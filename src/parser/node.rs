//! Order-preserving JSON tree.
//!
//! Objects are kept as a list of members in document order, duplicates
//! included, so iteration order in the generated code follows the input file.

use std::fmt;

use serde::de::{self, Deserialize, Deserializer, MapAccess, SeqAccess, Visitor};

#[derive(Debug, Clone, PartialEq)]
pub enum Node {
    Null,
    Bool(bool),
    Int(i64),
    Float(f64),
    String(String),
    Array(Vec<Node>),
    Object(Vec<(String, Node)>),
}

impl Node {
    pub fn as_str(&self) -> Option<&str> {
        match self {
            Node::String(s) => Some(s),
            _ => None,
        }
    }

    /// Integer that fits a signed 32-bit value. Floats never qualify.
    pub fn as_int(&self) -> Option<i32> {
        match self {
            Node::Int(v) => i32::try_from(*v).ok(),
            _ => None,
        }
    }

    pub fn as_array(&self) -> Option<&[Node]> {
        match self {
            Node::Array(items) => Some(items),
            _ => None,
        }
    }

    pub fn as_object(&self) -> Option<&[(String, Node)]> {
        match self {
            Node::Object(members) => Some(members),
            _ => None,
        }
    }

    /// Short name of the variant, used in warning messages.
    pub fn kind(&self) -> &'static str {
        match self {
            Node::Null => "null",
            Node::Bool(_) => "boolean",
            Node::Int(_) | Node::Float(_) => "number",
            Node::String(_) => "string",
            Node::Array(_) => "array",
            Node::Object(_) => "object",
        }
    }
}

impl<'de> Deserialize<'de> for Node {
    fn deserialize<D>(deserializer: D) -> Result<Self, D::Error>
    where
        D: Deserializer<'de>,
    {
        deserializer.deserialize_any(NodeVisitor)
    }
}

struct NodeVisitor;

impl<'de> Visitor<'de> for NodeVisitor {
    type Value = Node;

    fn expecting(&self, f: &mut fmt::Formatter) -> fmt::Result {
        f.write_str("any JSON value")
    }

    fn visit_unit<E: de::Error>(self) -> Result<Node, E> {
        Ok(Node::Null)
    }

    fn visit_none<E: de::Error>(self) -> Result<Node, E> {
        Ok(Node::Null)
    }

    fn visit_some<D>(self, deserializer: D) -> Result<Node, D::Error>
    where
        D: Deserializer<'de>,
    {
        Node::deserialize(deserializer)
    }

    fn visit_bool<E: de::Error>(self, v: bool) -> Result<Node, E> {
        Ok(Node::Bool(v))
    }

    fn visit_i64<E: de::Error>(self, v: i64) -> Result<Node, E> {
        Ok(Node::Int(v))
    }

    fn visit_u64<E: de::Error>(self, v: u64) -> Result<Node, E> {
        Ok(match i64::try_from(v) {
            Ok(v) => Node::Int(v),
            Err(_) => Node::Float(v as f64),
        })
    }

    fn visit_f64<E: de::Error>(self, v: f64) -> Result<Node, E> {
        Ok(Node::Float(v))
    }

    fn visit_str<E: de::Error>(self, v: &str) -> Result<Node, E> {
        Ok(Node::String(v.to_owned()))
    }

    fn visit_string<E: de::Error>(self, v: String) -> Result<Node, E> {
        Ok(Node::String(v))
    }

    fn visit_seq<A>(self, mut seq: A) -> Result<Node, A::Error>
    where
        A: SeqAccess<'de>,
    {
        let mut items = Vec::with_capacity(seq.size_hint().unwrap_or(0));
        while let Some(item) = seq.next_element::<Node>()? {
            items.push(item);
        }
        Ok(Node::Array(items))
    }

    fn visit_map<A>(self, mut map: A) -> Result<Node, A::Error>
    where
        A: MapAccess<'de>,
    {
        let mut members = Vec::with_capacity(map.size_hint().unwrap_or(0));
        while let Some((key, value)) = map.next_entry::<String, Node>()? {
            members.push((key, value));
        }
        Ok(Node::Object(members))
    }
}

---

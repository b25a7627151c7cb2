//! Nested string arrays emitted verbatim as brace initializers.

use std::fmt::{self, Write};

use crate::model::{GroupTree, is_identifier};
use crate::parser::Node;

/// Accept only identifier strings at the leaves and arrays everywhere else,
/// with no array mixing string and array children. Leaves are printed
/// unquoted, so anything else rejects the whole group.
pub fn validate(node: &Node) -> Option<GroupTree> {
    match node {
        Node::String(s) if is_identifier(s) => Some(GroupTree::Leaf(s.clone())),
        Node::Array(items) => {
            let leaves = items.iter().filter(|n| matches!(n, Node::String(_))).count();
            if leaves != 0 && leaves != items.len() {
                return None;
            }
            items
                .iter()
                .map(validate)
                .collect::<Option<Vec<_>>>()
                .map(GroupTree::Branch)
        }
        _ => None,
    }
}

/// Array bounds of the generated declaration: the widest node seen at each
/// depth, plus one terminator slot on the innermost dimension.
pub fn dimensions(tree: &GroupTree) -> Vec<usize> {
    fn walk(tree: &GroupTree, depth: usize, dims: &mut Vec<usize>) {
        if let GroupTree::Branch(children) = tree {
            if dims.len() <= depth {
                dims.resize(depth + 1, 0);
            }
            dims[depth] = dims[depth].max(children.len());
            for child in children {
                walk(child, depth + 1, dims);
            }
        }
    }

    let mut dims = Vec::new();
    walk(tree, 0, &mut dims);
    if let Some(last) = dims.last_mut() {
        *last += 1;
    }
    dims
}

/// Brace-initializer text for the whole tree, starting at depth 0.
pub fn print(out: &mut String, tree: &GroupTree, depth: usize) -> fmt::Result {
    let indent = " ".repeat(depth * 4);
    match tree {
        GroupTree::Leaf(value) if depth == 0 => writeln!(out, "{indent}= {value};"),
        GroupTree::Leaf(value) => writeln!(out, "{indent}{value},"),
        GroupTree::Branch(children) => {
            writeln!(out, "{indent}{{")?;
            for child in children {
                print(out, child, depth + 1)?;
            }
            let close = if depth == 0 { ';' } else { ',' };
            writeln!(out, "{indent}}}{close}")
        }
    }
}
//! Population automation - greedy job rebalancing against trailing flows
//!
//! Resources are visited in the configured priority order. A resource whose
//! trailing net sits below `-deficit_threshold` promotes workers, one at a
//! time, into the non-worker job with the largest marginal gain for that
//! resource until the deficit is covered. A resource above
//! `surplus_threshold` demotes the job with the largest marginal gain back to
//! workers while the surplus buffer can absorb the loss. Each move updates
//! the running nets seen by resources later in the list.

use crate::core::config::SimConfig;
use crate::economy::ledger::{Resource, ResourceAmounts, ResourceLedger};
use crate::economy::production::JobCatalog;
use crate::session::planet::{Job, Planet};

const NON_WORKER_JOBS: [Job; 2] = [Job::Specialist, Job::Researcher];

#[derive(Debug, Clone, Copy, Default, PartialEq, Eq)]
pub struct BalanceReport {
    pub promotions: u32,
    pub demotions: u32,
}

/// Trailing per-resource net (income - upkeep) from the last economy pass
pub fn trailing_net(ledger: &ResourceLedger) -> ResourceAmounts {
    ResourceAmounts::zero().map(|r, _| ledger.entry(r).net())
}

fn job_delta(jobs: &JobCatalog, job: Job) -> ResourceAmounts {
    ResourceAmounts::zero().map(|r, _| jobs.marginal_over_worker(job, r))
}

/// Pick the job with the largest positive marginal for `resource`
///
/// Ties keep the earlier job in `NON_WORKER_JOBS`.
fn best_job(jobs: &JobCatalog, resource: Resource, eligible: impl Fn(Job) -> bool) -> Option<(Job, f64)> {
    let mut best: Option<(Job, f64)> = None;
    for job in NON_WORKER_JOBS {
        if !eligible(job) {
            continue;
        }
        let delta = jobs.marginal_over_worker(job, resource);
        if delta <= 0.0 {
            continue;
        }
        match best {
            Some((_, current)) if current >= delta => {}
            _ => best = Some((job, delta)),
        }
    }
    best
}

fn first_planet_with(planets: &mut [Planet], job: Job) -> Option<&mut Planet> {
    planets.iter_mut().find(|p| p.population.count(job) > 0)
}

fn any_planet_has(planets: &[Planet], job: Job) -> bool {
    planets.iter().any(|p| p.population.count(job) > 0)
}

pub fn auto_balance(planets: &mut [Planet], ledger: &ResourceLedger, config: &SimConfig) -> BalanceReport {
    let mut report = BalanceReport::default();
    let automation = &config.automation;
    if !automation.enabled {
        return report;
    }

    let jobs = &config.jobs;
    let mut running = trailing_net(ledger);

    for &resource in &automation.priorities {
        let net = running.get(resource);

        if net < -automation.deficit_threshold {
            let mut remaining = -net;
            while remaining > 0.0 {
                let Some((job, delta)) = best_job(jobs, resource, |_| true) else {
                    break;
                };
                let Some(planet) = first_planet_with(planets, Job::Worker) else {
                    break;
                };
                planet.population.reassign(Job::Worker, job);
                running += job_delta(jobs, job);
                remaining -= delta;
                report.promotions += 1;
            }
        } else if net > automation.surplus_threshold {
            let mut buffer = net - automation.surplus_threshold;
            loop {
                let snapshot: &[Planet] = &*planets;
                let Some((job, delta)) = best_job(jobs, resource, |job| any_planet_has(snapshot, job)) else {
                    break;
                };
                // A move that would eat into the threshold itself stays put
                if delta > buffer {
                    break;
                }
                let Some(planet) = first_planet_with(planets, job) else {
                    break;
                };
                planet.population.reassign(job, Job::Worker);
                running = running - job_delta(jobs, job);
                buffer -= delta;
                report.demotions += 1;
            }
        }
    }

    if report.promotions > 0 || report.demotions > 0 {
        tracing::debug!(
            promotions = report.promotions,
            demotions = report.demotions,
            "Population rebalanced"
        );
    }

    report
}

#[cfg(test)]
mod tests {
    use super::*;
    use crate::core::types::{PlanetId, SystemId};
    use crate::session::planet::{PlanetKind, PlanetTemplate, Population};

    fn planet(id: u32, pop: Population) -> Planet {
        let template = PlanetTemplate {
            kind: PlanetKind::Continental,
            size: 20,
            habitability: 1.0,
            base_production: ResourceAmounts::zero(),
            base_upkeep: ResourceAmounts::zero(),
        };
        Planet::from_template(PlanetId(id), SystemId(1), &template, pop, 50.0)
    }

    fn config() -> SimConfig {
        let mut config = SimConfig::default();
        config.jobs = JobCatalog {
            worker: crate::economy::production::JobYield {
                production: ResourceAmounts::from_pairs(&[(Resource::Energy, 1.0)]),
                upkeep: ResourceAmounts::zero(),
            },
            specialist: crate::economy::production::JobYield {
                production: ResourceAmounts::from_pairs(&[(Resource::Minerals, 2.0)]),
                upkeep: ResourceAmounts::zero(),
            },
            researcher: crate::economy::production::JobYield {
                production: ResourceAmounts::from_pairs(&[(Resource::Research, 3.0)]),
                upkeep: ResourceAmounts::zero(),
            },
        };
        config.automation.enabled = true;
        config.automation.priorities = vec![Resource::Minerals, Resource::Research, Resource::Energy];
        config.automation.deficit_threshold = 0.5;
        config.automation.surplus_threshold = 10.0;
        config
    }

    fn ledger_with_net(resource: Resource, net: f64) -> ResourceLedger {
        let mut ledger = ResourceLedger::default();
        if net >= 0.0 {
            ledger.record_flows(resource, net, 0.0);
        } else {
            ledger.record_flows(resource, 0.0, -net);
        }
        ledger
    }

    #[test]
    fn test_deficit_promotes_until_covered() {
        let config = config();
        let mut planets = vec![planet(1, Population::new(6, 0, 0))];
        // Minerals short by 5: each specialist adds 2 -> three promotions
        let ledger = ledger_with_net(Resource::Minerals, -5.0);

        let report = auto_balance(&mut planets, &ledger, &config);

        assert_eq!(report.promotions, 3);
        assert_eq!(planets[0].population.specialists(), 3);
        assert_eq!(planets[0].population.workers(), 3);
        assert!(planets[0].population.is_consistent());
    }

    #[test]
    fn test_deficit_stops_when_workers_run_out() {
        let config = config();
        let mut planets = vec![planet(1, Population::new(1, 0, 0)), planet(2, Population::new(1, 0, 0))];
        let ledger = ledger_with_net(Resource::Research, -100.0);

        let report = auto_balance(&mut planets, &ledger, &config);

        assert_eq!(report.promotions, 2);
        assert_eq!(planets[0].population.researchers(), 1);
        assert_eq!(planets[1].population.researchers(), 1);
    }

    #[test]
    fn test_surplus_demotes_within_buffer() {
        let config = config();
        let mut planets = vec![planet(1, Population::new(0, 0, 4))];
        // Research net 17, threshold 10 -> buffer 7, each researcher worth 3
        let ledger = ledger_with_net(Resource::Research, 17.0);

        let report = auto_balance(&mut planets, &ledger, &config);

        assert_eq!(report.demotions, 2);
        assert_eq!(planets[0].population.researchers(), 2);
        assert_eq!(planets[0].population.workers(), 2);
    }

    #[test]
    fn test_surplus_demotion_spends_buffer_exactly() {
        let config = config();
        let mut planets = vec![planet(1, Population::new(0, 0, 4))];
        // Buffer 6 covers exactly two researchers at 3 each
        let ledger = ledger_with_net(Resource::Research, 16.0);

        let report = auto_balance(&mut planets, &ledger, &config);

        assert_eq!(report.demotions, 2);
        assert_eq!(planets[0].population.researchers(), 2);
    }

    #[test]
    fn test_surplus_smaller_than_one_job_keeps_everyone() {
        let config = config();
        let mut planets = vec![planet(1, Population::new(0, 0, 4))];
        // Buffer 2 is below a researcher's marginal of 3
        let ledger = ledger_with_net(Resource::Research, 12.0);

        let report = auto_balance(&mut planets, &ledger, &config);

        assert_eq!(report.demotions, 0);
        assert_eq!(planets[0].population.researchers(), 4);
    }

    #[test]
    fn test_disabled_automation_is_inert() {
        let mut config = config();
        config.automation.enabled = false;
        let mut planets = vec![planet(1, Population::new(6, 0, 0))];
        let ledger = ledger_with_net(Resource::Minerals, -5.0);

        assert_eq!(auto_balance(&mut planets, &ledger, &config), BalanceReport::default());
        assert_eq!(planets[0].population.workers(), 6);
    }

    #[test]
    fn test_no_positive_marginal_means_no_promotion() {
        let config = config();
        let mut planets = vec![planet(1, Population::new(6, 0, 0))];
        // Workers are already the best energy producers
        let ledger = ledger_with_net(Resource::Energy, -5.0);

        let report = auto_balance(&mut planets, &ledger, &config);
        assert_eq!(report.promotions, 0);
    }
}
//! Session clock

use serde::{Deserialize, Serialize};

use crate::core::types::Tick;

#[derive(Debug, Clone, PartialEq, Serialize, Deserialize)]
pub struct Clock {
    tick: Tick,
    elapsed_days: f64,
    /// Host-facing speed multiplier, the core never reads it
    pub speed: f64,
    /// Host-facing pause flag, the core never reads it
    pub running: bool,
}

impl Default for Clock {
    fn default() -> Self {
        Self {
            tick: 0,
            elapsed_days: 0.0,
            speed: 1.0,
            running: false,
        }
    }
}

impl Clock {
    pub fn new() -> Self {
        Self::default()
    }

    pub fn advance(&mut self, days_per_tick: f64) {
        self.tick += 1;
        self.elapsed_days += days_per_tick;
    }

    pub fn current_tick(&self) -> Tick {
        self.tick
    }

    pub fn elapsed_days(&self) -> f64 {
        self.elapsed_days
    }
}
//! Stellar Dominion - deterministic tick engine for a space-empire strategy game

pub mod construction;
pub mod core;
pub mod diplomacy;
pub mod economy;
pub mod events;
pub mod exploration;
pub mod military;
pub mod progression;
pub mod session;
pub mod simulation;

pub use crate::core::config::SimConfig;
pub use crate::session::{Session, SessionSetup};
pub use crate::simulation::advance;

==

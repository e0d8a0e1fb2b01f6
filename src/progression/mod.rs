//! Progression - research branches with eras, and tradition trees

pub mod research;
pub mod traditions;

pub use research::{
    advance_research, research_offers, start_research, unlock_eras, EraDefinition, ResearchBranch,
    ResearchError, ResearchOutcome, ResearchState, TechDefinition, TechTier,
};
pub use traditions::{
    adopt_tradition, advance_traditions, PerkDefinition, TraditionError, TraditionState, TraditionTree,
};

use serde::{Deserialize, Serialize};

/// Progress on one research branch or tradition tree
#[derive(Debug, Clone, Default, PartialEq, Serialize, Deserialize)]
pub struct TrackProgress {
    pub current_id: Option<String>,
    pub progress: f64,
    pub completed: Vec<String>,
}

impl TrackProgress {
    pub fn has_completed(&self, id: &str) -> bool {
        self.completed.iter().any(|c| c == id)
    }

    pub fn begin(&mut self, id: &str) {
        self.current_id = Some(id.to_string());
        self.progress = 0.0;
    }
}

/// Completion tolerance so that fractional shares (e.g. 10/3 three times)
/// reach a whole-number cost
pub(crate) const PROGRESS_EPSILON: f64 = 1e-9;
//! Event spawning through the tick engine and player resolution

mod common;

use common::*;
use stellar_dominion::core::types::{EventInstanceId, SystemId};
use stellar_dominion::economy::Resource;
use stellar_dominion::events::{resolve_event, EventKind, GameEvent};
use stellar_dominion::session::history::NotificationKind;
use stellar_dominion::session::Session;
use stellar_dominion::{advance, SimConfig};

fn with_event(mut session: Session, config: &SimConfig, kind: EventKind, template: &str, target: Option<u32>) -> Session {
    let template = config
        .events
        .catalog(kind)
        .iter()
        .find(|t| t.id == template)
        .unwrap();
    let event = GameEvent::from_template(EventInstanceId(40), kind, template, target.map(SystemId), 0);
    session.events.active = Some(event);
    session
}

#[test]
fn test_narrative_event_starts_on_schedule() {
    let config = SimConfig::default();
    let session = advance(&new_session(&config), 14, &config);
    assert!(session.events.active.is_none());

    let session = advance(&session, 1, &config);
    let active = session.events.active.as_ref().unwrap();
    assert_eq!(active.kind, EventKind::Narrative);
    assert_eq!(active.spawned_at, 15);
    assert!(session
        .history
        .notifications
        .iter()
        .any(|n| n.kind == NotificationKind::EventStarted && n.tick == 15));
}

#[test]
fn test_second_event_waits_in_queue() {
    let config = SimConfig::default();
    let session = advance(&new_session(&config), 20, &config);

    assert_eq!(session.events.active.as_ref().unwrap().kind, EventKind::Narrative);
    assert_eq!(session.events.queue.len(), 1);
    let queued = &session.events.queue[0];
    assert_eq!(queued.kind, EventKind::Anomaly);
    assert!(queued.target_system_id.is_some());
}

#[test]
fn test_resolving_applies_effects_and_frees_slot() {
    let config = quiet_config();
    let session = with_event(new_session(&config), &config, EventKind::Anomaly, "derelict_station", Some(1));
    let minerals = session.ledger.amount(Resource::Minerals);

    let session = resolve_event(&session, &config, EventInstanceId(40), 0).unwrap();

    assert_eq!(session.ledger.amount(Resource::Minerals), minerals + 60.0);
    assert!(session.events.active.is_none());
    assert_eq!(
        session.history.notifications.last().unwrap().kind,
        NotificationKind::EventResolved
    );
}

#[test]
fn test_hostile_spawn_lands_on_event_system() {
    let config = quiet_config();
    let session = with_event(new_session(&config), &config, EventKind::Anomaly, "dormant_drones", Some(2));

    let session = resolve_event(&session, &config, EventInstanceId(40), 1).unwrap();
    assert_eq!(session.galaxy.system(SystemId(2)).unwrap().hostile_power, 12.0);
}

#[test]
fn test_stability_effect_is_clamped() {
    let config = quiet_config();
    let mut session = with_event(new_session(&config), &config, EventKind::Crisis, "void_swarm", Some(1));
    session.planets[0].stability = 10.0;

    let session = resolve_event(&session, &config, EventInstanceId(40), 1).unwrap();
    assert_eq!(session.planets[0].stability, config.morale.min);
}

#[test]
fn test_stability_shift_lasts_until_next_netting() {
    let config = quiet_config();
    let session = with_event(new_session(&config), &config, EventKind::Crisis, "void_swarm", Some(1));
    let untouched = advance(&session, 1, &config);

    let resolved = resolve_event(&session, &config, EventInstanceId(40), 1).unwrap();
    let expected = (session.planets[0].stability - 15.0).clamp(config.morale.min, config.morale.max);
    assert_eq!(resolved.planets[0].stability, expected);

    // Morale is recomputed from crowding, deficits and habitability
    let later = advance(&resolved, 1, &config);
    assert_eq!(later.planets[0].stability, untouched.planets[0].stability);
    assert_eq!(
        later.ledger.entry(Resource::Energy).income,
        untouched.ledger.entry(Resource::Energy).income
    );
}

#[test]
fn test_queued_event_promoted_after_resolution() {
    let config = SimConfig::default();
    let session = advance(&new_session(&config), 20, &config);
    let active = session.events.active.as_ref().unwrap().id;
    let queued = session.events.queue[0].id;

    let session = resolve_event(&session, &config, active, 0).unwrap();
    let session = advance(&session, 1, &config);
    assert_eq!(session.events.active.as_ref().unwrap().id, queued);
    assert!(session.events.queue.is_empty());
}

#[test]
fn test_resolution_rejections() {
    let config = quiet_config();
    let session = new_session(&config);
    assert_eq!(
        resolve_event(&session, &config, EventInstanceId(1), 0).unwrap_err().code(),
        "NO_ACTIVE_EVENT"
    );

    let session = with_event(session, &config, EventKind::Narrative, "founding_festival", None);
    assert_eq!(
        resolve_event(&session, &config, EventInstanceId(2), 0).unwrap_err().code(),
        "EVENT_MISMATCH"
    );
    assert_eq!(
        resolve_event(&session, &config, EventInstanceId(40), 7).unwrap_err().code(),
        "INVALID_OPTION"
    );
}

§ PROBLEM STATEMENT
Select and copy every line of the listing with the word "count".

§ OUTPUT OF THE EXERCISE
            let leaves = items.iter().filter(|n| matches!(n, Node::String(_))).count();
    planets.iter_mut().find(|p| p.population.count(job) > 0)
    planets.iter().any(|p| p.population.count(job) > 0)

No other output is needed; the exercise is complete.